— WORK TASK —
Look through the entries below and show every line containing the word "final".

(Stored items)
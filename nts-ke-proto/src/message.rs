use crate::error::KeyExchangeError;
use crate::identifiers::{AeadAlgorithm, NextProtocol};
use crate::record::Record;

/// A series of records to be sent to the peer in a single write.
///
/// Records are packed in the order they were added. Callers are responsible
/// for finishing the message with [`Record::EndOfMessage`].
#[derive(Debug, Clone, Default, PartialEq, Eq)]
pub struct ExchangeMessage {
    records: Vec<Record>,
}

impl ExchangeMessage {
    pub fn new() -> Self {
        Self::default()
    }

    /// The request a client sends: NTPv4 with AES-SIV-CMAC-256.
    pub fn client_request() -> Self {
        let mut message = Self::new();
        message.add_record(Record::NextProtocol {
            protocol_id: NextProtocol::NTPv4,
        });
        message.add_record(Record::AeadAlgorithm {
            algorithm_ids: vec![AeadAlgorithm::AeadAesSivCmac256],
        });
        message.add_record(Record::EndOfMessage);
        message
    }

    pub fn add_record(&mut self, record: Record) {
        self.records.push(record);
    }

    pub fn records(&self) -> &[Record] {
        &self.records
    }

    pub fn pack(&self) -> Result<Vec<u8>, KeyExchangeError> {
        let mut buf = Vec::with_capacity(1024);
        for record in &self.records {
            record.serialize(&mut buf)?;
        }

        Ok(buf)
    }
}

impl FromIterator<Record> for ExchangeMessage {
    fn from_iter<T: IntoIterator<Item = Record>>(iter: T) -> Self {
        Self {
            records: iter.into_iter().collect(),
        }
    }
}
/// Protocol identifier negotiated during the TLS handshake.
pub const NTS_KE_ALPN: &[u8] = b"ntske/1";

pub const DEFAULT_KE_PORT: u16 = 4460;
pub const DEFAULT_NTP_PORT: u16 = 123;

/// From https://www.iana.org/assignments/aead-parameters/aead-parameters.xhtml
#[derive(Debug, PartialEq, Eq, Clone, Copy, Hash)]
pub enum AeadAlgorithm {
    AeadAesSivCmac256,
    AeadAesSivCmac512,
    Unknown(u16),
}

impl AeadAlgorithm {
    // per https://www.rfc-editor.org/rfc/rfc8915.html#section-5.1
    pub fn c2s_context(self) -> [u8; 5] {
        let [high, low] = u16::from(self).to_be_bytes();
        // The final octet SHALL be 0x00 for the C2S key
        [0, 0, high, low, 0]
    }

    // per https://www.rfc-editor.org/rfc/rfc8915.html#section-5.1
    pub fn s2c_context(self) -> [u8; 5] {
        let [high, low] = u16::from(self).to_be_bytes();
        // The final octet SHALL be 0x01 for the S2C key
        [0, 0, high, low, 1]
    }
}

impl From<u16> for AeadAlgorithm {
    fn from(value: u16) -> Self {
        match value {
            15 => Self::AeadAesSivCmac256,
            17 => Self::AeadAesSivCmac512,
            v => Self::Unknown(v),
        }
    }
}

impl From<AeadAlgorithm> for u16 {
    fn from(value: AeadAlgorithm) -> Self {
        match value {
            AeadAlgorithm::AeadAesSivCmac256 => 15,
            AeadAlgorithm::AeadAesSivCmac512 => 17,
            AeadAlgorithm::Unknown(v) => v,
        }
    }
}

impl std::fmt::Display for AeadAlgorithm {
    fn fmt(&self, f: &mut std::fmt::Formatter<'_>) -> std::fmt::Result {
        match self {
            AeadAlgorithm::AeadAesSivCmac256 => f.write_str("AEAD_AES_SIV_CMAC_256"),
            AeadAlgorithm::AeadAesSivCmac512 => f.write_str("AEAD_AES_SIV_CMAC_512"),
            AeadAlgorithm::Unknown(id) => write!(f, "Unknown({})", id),
        }
    }
}

#[derive(Debug, PartialEq, Eq, Clone, Copy, Hash)]
pub enum NextProtocol {
    NTPv4,
    Unknown(u16),
}

impl From<u16> for NextProtocol {
    fn from(value: u16) -> Self {
        match value {
            0 => Self::NTPv4,
            v => Self::Unknown(v),
        }
    }
}

impl From<NextProtocol> for u16 {
    fn from(value: NextProtocol) -> Self {
        match value {
            NextProtocol::NTPv4 => 0,
            NextProtocol::Unknown(v) => v,
        }
    }
}

#[derive(Debug, Clone, Copy, PartialEq, Eq, Hash)]
pub enum ErrorCode {
    UnrecognizedCriticalRecord,
    BadRequest,
    InternalServerError,
    Unknown(u16),
}

impl From<u16> for ErrorCode {
    fn from(value: u16) -> Self {
        match value {
            0 => Self::UnrecognizedCriticalRecord,
            1 => Self::BadRequest,
            2 => Self::InternalServerError,
            v => Self::Unknown(v),
        }
    }
}

impl From<ErrorCode> for u16 {
    fn from(value: ErrorCode) -> Self {
        match value {
            ErrorCode::UnrecognizedCriticalRecord => 0,
            ErrorCode::BadRequest => 1,
            ErrorCode::InternalServerError => 2,
            ErrorCode::Unknown(v) => v,
        }
    }
}

impl std::fmt::Display for ErrorCode {
    fn fmt(&self, f: &mut std::fmt::Formatter<'_>) -> std::fmt::Result {
        match self {
            ErrorCode::UnrecognizedCriticalRecord => f.write_str("Unrecognized critical record"),
            ErrorCode::BadRequest => f.write_str("Bad request"),
            ErrorCode::InternalServerError => f.write_str("Internal server error"),
            ErrorCode::Unknown(id) => write!(f, "Unknown({})", id),
        }
    }
}

/// No warning codes are registered yet, every code is carried as is.
#[derive(Debug, Clone, Copy, PartialEq, Eq, Hash)]
pub enum WarningCode {
    Unknown(u16),
}

impl From<u16> for WarningCode {
    fn from(value: u16) -> Self {
        Self::Unknown(value)
    }
}

impl From<WarningCode> for u16 {
    fn from(value: WarningCode) -> Self {
        match value {
            WarningCode::Unknown(v) => v,
        }
    }
}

— ANSWER SECTION —
        // The final octet SHALL be 0x00 for the C2S key
        // The final octet SHALL be 0x01 for the S2C key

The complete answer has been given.